Message Content
The ability to interpret and process message content is a key reason for using FME workspaces as a subscriber. They can receive the message and then transform it in whatever way is required.
As we have seen, when a workspace is triggered by a workspace subscriber, the message content is written to a temporary file and the name of that file passed to the workspace through a published parameter.
Either a Reader (usually the Text File Reader) or a transformer (the AttributeFileReader) can read the contents of that file. However, the message is usually in JSON format and must be interpreted before it can be used.
Interpreting the Message
An incoming message can be scanned and processed with a number of different transformers. If the messages are in JSON format there are transformers such as the JSONExtractor and JSONFlattener. Similarly there are XMLFlattener and XMLFragmenter transformers for XML content.
These transformers will convert the message from a JSON (or XML) string and into attributes that FME Workbench is able to process.
Here - for example - an author has added AttributeFileReader and JSONFlattener transformers to their workspace. The AttributeFileReader reads the JSON content (using FME_TOPIC_MESSAGE to identify the file) and the JSONFlattener transformer processes the JSON to extract the message as an attribute called subscriber_content
If the incoming message was an email then the JSON content may look like this:
{ "fns_type": "email_publisher", "email_publisher_to": "[email protected]", "email_publisher_subject": "MIME message from sender", "email_publisher_content{0}": "Testing Email", "email_publisher_content_type{0}": "text/plain", "email_publisher_from": "[email protected]", "email_publisher_received": "Thu May 17 11:15:46 PDT 2012", "email_publisher_sent": "Thu May 17 11:15:46 PDT 2012", }
Notice how it includes the email from and to fields, plus the content itself.
When converted into FME attributes using the JSONFlattener transformer the result – as shown in the FME Data Inspector – will look something like this:
Now the content is available to the workspace as a set of attributes and can be processed as required.
Using the Message
What you do with the message depends on your required setup. If the topic is merely a trigger, and the message is unimportant, it could be ignored. However, in most case the message content is important.
There are almost limitless ways FME could be used to process an incoming message. However, one useful example to consider is when the message contains the name of a dataset that the workspace should read.
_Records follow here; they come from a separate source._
//! On-disk hive layout and the loaded, queryable form.

use std::{fmt::Write as _, fs::File, path::Path};

use memmap2::Mmap;
use zerocopy::{
    FromBytes, Immutable, IntoBytes, KnownLayout, Unaligned,
    byteorder::little_endian::{U32, U64},
};

use crate::error::HiveError;

/// The file magic: `HONEYBEE`, read as a little-endian `u64`.
pub const HIVE_MAGIC: u64 = 0x4545_4259_454E_4F48;

/// Bit 0 of [`BlockRecord::successor_indices`]: the block ends in a
/// conditional branch and both successor lobes are meaningful.
pub const CONDITIONAL_FLAG: u64 = 1;

/// The 31-bit sentinel block id meaning "indirect or unknown successor,
/// ask the packet decoder for the target".
pub const INDIRECT_INDEX: u32 = (1 << 31) - 1;

/// The fixed-size hive file header, exactly as it appears on disk.
#[derive(FromBytes, IntoBytes, KnownLayout, Immutable, Unaligned)]
#[repr(C)]
pub(crate) struct RawHiveHeader {
    pub magic: U64,
    /// Number of 16-byte records in the blocks table
    pub block_count: U64,
    /// Bias subtracted from unslid virtual IPs to index the direct map
    pub uvip_slide: U64,
    /// Number of 32-bit slots in the direct map
    pub direct_map_count: U64,
}

/// One block record, exactly as it appears on disk.
#[derive(FromBytes, IntoBytes, KnownLayout, Immutable, Unaligned)]
#[repr(C)]
pub(crate) struct RawBlockRecord {
    pub successor_indices: U64,
    pub successor_ips: U64,
}

/// A single block's packed successor information.
///
/// `successor_indices` holds `[{31 bits not-taken id}, {zero}, {31 bits
/// taken id}, {conditional flag}]` from high to low; `successor_ips` holds
/// `[{32 bits not-taken uVIP}, {32 bits taken uVIP}]`. uVIPs are virtual
/// addresses slid down by the hive-wide [`Hive::uvip_slide`].
///
/// The layout is engineered so the walker selects the taken or not-taken
/// lobe with a single right-shift.
#[derive(Debug, Clone, Copy, PartialEq, Eq)]
pub struct BlockRecord {
    /// Packed successor block ids plus the conditional flag
    pub successor_indices: u64,
    /// Packed successor uVIPs
    pub successor_ips: u64,
}

#[expect(clippy::cast_possible_truncation)]
impl BlockRecord {
    /// Does this block end in a conditional branch?
    #[must_use]
    pub fn is_conditional(&self) -> bool {
        self.successor_indices & CONDITIONAL_FLAG != 0
    }

    /// Block id of the taken successor, [`INDIRECT_INDEX`] if unknown
    #[must_use]
    pub fn taken_index(&self) -> u32 {
        ((self.successor_indices >> 1) as u32) & INDIRECT_INDEX
    }

    /// Block id of the not-taken successor; meaningful only for
    /// conditional blocks
    #[must_use]
    pub fn not_taken_index(&self) -> u32 {
        (self.successor_indices >> 33) as u32
    }

    /// uVIP of the taken successor
    #[must_use]
    pub fn taken_uvip(&self) -> u32 {
        self.successor_ips as u32
    }

    /// uVIP of the not-taken successor; meaningful only for conditional
    /// blocks
    #[must_use]
    pub fn not_taken_uvip(&self) -> u32 {
        (self.successor_ips >> 32) as u32
    }
}

/// A loaded hive.
///
/// Immutable after loading; walkers on different threads may share one
/// hive freely.
pub struct Hive {
    records: Box<[BlockRecord]>,
    uvip_slide: u64,
    direct_map: Box<[u32]>,
}

impl Hive {
    /// Load a hive file from disk.
    pub fn load(path: impl AsRef<Path>) -> Result<Self, HiveError> {
        let file = File::open(path)?;
        // SAFETY: check the safety requirements of memmap2 documentation
        let map = unsafe { Mmap::map(&file)? };
        Self::parse(&map)
    }

    /// Parse a hive from raw bytes.
    ///
    /// Both tables are copied out; the input buffer is not retained.
    pub fn parse(bytes: &[u8]) -> Result<Self, HiveError> {
        let (header, rest) =
            RawHiveHeader::read_from_prefix(bytes).map_err(|_| HiveError::Truncated)?;
        let magic = header.magic.get();
        if magic != HIVE_MAGIC {
            return Err(HiveError::BadMagic { found: magic });
        }

        let records_size = usize::try_from(header.block_count.get())
            .ok()
            .and_then(|count| count.checked_mul(size_of::<RawBlockRecord>()))
            .ok_or(HiveError::HazardousCounts)?;
        let map_size = usize::try_from(header.direct_map_count.get())
            .ok()
            .and_then(|count| count.checked_mul(size_of::<U32>()))
            .ok_or(HiveError::HazardousCounts)?;
        let Some(records_bytes) = rest.get(..records_size) else {
            return Err(HiveError::Truncated);
        };
        let Some(map_bytes) = rest.get(records_size..).and_then(|rest| rest.get(..map_size))
        else {
            return Err(HiveError::Truncated);
        };

        let raw_records =
            <[RawBlockRecord]>::ref_from_bytes(records_bytes).map_err(|_| HiveError::Truncated)?;
        let records = raw_records
            .iter()
            .map(|record| BlockRecord {
                successor_indices: record.successor_indices.get(),
                successor_ips: record.successor_ips.get(),
            })
            .collect();

        let raw_map = <[U32]>::ref_from_bytes(map_bytes).map_err(|_| HiveError::Truncated)?;
        let direct_map = raw_map.iter().map(|v| v.get()).collect();

        Ok(Self {
            records,
            uvip_slide: header.uvip_slide.get(),
            direct_map,
        })
    }

    /// The block records, indexed by block id.
    #[must_use]
    pub fn records(&self) -> &[BlockRecord] {
        &self.records
    }

    /// Number of blocks in this hive.
    #[must_use]
    pub fn block_count(&self) -> u64 {
        self.records.len() as u64
    }

    /// The bias subtracted from unslid virtual IPs to form uVIPs and
    /// direct-map indices. This is the lowest block start in the binary.
    #[must_use]
    pub fn uvip_slide(&self) -> u64 {
        self.uvip_slide
    }

    /// Get the block id containing a given unslid virtual address, or
    /// [`None`] if the address is outside the executable extent.
    ///
    /// Addresses below the slide wrap to huge map indices and fall out of
    /// range, so no signed arithmetic is needed.
    #[must_use]
    pub fn block_index_for_unslid(&self, unslid_ip: u64) -> Option<u32> {
        let map_index = unslid_ip.wrapping_sub(self.uvip_slide);
        self.direct_map
            .get(usize::try_from(map_index).ok()?)
            .copied()
    }

    /// Render a human-readable description of one block record.
    #[must_use]
    pub fn describe_block(&self, index: u64) -> Option<String> {
        let record = self.records.get(usize::try_from(index).ok()?)?;
        let mut description = String::new();
        let _ = writeln!(
            description,
            "Block {index}: conditional={}",
            u8::from(record.is_conditional()),
        );
        let _ = writeln!(
            description,
            "Taken index = {}, Not-taken index = {}",
            record.taken_index(),
            record.not_taken_index(),
        );
        let _ = write!(
            description,
            "Taken uVIP = {:#x}, Not-taken uVIP = {:#x}",
            record.taken_uvip(),
            record.not_taken_uvip(),
        );
        Some(description)
    }

    #[cfg(test)]
    pub(crate) fn direct_map(&self) -> &[u32] {
        &self.direct_map
    }
}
There are two possible scenarios there.
If an email arrives with a dataset attached, the attachment will be stored on the file system and part of the JSON content will specify the attachment as a path:
"email_publisher_attachment{0}": "C:\\Temp\\demo246129673106713_canada.dwg"
Similarly, the message might just include the name of a dataset that needs to be read (without it being an attachment). In both cases a Reader can't be used because we need to extract the name of the dataset before we can read it, so a FeatureReader transformer - with its ability to read data mid-workspace - becomes the perfect solution.
Another interesting scenario is where the message contains an X/Y coordinate - for example the location of a person. Here the x/y coordinate could be converted into a point feature with the VertexCreator transformer and from there any number of FME transformers could be used to carry out spatial processing such as a geofence.